[Saved entries]
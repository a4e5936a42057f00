use config::{Config, ConfigError, Environment, File};
use serde::Deserialize;
use std::path::Path;

use crate::core::{scoring, suggest, EngineConfig};

/// Application configuration
#[derive(Debug, Clone, Deserialize)]
pub struct Settings {
    #[serde(default)]
    pub server: ServerSettings,
    #[serde(default)]
    pub matching: MatchingSettings,
    #[serde(default)]
    pub inventory: InventorySettings,
    #[serde(default)]
    pub logging: LoggingSettings,
}

#[derive(Debug, Clone, Deserialize)]
pub struct ServerSettings {
    #[serde(default = "default_host")]
    pub host: String,
    #[serde(default = "default_port")]
    pub port: u16,
    pub workers: Option<usize>,
}

impl Default for ServerSettings {
    fn default() -> Self {
        Self {
            host: default_host(),
            port: default_port(),
            workers: None,
        }
    }
}

fn default_host() -> String { "0.0.0.0".to_string() }
fn default_port() -> u16 { 8080 }

#[derive(Debug, Clone, Deserialize)]
pub struct MatchingSettings {
    #[serde(default = "default_search_tolerance")]
    pub search_tolerance: f64,
    #[serde(default = "default_dashboard_tolerance")]
    pub dashboard_tolerance: f64,
    #[serde(default = "default_suggestion_count")]
    pub suggestion_count: usize,
    #[serde(default = "default_max_suggestions")]
    pub max_suggestions: usize,
    pub suggestion_seed: Option<u64>,
}

impl Default for MatchingSettings {
    fn default() -> Self {
        Self {
            search_tolerance: default_search_tolerance(),
            dashboard_tolerance: default_dashboard_tolerance(),
            suggestion_count: default_suggestion_count(),
            max_suggestions: default_max_suggestions(),
            suggestion_seed: None,
        }
    }
}

impl From<&MatchingSettings> for EngineConfig {
    fn from(settings: &MatchingSettings) -> Self {
        EngineConfig {
            search_tolerance: settings.search_tolerance,
            dashboard_tolerance: settings.dashboard_tolerance,
            suggestion_count: settings.suggestion_count,
            max_suggestions: settings.max_suggestions,
            suggestion_seed: settings.suggestion_seed,
        }
    }
}

fn default_search_tolerance() -> f64 { scoring::SEARCH_TOLERANCE }
fn default_dashboard_tolerance() -> f64 { scoring::DASHBOARD_TOLERANCE }
fn default_suggestion_count() -> usize { suggest::DEFAULT_SUGGESTION_COUNT }
fn default_max_suggestions() -> usize { 12 }

#[derive(Debug, Clone, Default, Deserialize)]
pub struct InventorySettings {
    /// JSON or TOML listing file loaded at startup
    pub path: Option<String>,
}

#[derive(Debug, Clone, Deserialize)]
pub struct LoggingSettings {
    #[serde(default = "default_log_level")]
    pub level: String,
    #[serde(default = "default_log_format")]
    pub format: String,
}

impl Default for LoggingSettings {
    fn default() -> Self {
        Self {
            level: default_log_level(),
            format: default_log_format(),
        }
    }
}

fn default_log_level() -> String { "info".to_string() }
fn default_log_format() -> String { "json".to_string() }

impl Settings {
    /// Load configuration from file and environment variables
    ///
    /// Configuration is loaded in the following order (later overrides earlier):
    /// 1. Default values in the struct
    /// 2. Configuration file (config/default.toml)
    /// 3. Local overrides (config/local.toml)
    /// 4. Environment variables (prefixed with HOMEMATCH)
    pub fn load() -> Result<Self, ConfigError> {
        Config::builder()
            .add_source(File::with_name("config/default").required(false))
            .add_source(File::with_name("config/local").required(false))
            // e.g., HOMEMATCH__SERVER__PORT -> server.port
            .add_source(
                Environment::with_prefix("HOMEMATCH")
                    .prefix_separator("__")
                    .separator("__")
                    .try_parsing(true),
            )
            .build()?
            .try_deserialize()
    }

    /// Load configuration from a custom path
    pub fn load_from<P: AsRef<Path>>(path: P) -> Result<Self, ConfigError> {
        Config::builder()
            .add_source(File::from(path.as_ref()))
            .add_source(
                Environment::with_prefix("HOMEMATCH")
                    .prefix_separator("__")
                    .separator("__")
                    .try_parsing(true),
            )
            .build()?
            .try_deserialize()
    }

    pub fn engine_config(&self) -> EngineConfig {
        EngineConfig::from(&self.matching)
    }
}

▶ TASK BRIEF
Repeat exactly the lines from the first line of the records above through the line containing "pub struct MatchingSettings", both included, and nothing else.

▶ RESULT FOR THIS EXERCISE
repository a4e5936a42057f00
use config::{Config, ConfigError, Environment, File};
use serde::Deserialize;
use std::path::Path;

use crate::core::{scoring, suggest, EngineConfig};

/// Application configuration
#[derive(Debug, Clone, Deserialize)]
pub struct Settings {
    #[serde(default)]
    pub server: ServerSettings,
    #[serde(default)]
    pub matching: MatchingSettings,
    #[serde(default)]
    pub inventory: InventorySettings,
    #[serde(default)]
    pub logging: LoggingSettings,
}

#[derive(Debug, Clone, Deserialize)]
pub struct ServerSettings {
    #[serde(default = "default_host")]
    pub host: String,
    #[serde(default = "default_port")]
    pub port: u16,
    pub workers: Option<usize>,
}

impl Default for ServerSettings {
    fn default() -> Self {
        Self {
            host: default_host(),
            port: default_port(),
            workers: None,
        }
    }
}

fn default_host() -> String { "0.0.0.0".to_string() }
fn default_port() -> u16 { 8080 }

#[derive(Debug, Clone, Deserialize)]
pub struct MatchingSettings {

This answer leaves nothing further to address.